Tips for Safer Food Storage and Handling
You can start practicing safe handling as soon
as you choose your foods in the market. Here are
some basic tips:


* Separate raw meat, poultry, seafood, and eggs from other foods in your shopping cart, grocery bags, and refrigerator. Use the plastic bags provided in the market (or your own) to further isolate these foods.
* Wash hands and surfaces often. Wash hands for at least 20 seconds before and after handling food.
* Rinse all fruit and vegetables, including those with rinds that won’t be eaten.
* Never place any food on an uncleaned surface.
* Refrigerate foods promptly in a fridge set to a temperature of 40°F or below.

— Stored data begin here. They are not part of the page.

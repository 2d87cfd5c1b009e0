//! optimizer_tui - Interactive TUI for comparing two builds' damage multipliers

mod app;
mod ui;

use app::App;
use crossterm::{
    event::{self, Event, KeyCode, KeyEventKind, KeyModifiers},
    execute,
    terminal::{disable_raw_mode, enable_raw_mode, EnterAlternateScreen, LeaveAlternateScreen},
};
use ratatui::{backend::CrosstermBackend, Terminal};
use std::io;
use std::path::PathBuf;
use tracing_appender::non_blocking::WorkerGuard;
use tracing_subscriber::layer::SubscriberExt;
use tracing_subscriber::util::SubscriberInitExt;

const LOG_FILE: &str = "optimizer_tui.log";

/// Log to a file only; the terminal belongs to the UI
fn setup_logging() -> WorkerGuard {
    let file_appender = tracing_appender::rolling::never(".", LOG_FILE);
    let (non_blocking_file, guard) = tracing_appender::non_blocking(file_appender);

    let env_filter = tracing_subscriber::EnvFilter::from_default_env()
        .add_directive(tracing::Level::INFO.into());

    let file_layer = tracing_subscriber::fmt::layer()
        .with_writer(non_blocking_file)
        .with_ansi(false);

    tracing_subscriber::registry()
        .with(env_filter)
        .with(file_layer)
        .init();

    guard
}

fn main() -> io::Result<()> {
    let _log_guard = setup_logging();

    let mut app = match std::env::args().nth(1) {
        Some(path) => App::with_scenario_file(&PathBuf::from(path)),
        None => App::new(),
    };
    tracing::info!("optimizer started");

    // Setup terminal
    enable_raw_mode()?;
    let mut stdout = io::stdout();
    execute!(stdout, EnterAlternateScreen)?;
    let backend = CrosstermBackend::new(stdout);
    let mut terminal = Terminal::new(backend)?;

    let result = run(&mut terminal, &mut app);

    // Restore terminal
    disable_raw_mode()?;
    execute!(terminal.backend_mut(), LeaveAlternateScreen)?;
    terminal.show_cursor()?;

    tracing::info!("optimizer exited");
    result
}

fn run(terminal: &mut Terminal<CrosstermBackend<io::Stdout>>, app: &mut App) -> io::Result<()> {
    loop {
        terminal.draw(|f| ui::draw(f, app))?;

        if !event::poll(std::time::Duration::from_millis(100))? {
            continue;
        }
        let Event::Key(key) = event::read()? else {
            continue;
        };
        if key.kind != KeyEventKind::Press {
            continue;
        }

        match (key.code, key.modifiers) {
            (KeyCode::Char('q'), _) | (KeyCode::Char('c'), KeyModifiers::CONTROL) => break,
            (KeyCode::Tab, _) => app.next_tab(),
            (KeyCode::BackTab, _) => app.prev_tab(),
            (KeyCode::F(n), _) if n >= 1 => app.set_tab(n as usize - 1),
            (KeyCode::Up, _) | (KeyCode::Char('k'), _) => app.on_up(),
            (KeyCode::Down, _) | (KeyCode::Char('j'), _) => app.on_down(),
            (KeyCode::Left, _) | (KeyCode::Char('h'), _) => app.on_left(),
            (KeyCode::Right, _) | (KeyCode::Char('l'), _) => app.on_right(),
            (KeyCode::Enter, _) => app.on_enter(),
            (KeyCode::Esc, _) => app.on_escape(),
            (KeyCode::Backspace, _) => app.on_backspace(),
            (KeyCode::Char('p'), _) => app.cycle_preset(),
            (KeyCode::Char('x'), _) => app.zero_selected(),
            (KeyCode::Char('s'), _) => app.swap_builds(),
            (KeyCode::Char('r'), _) => app.reset(),
            (KeyCode::Char('w'), _) => app.save(),
            (KeyCode::Char('?'), _) => app.show_help(),
            (KeyCode::Char(c), _) => app.on_char(c),
            _ => {}
        }
    }

    Ok(())
}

Bacteria that cause food poisoning multiply most quickly between 40°F and 140°F.
* Never let raw meat, poultry, eggs, fish, cooked food, or cut fruits and vegetables sit at room temperature for more than two hours before refrigerating.
* Frozen foods should be kept at a temperature of 0°F or below.
* Do not defrost foods at room temperature. Defrost in the fridge, cold water, or the microwave. Cook immediately once they have been thawed.
* Roasts and steaks should be at least 145°F.
* Poultry should be at least 165°F. Check internal temperature at the innermost part of the thigh or wing and the thickest part of the breast.
* Ground meat should be at least 160°F. The process of grinding distributes bacteria.
* Fish should be at least 145°F and/or until the flesh is opaque and flakes easily with a fork.
* Eggs should be cooked until the yolk and white are firm.
* When microwaving, stir and rotate to ensure there are no cold spots.
* Sauces and gravies should be brought to a boil when reheating.
* Other leftovers should be heated thoroughly to 165°F.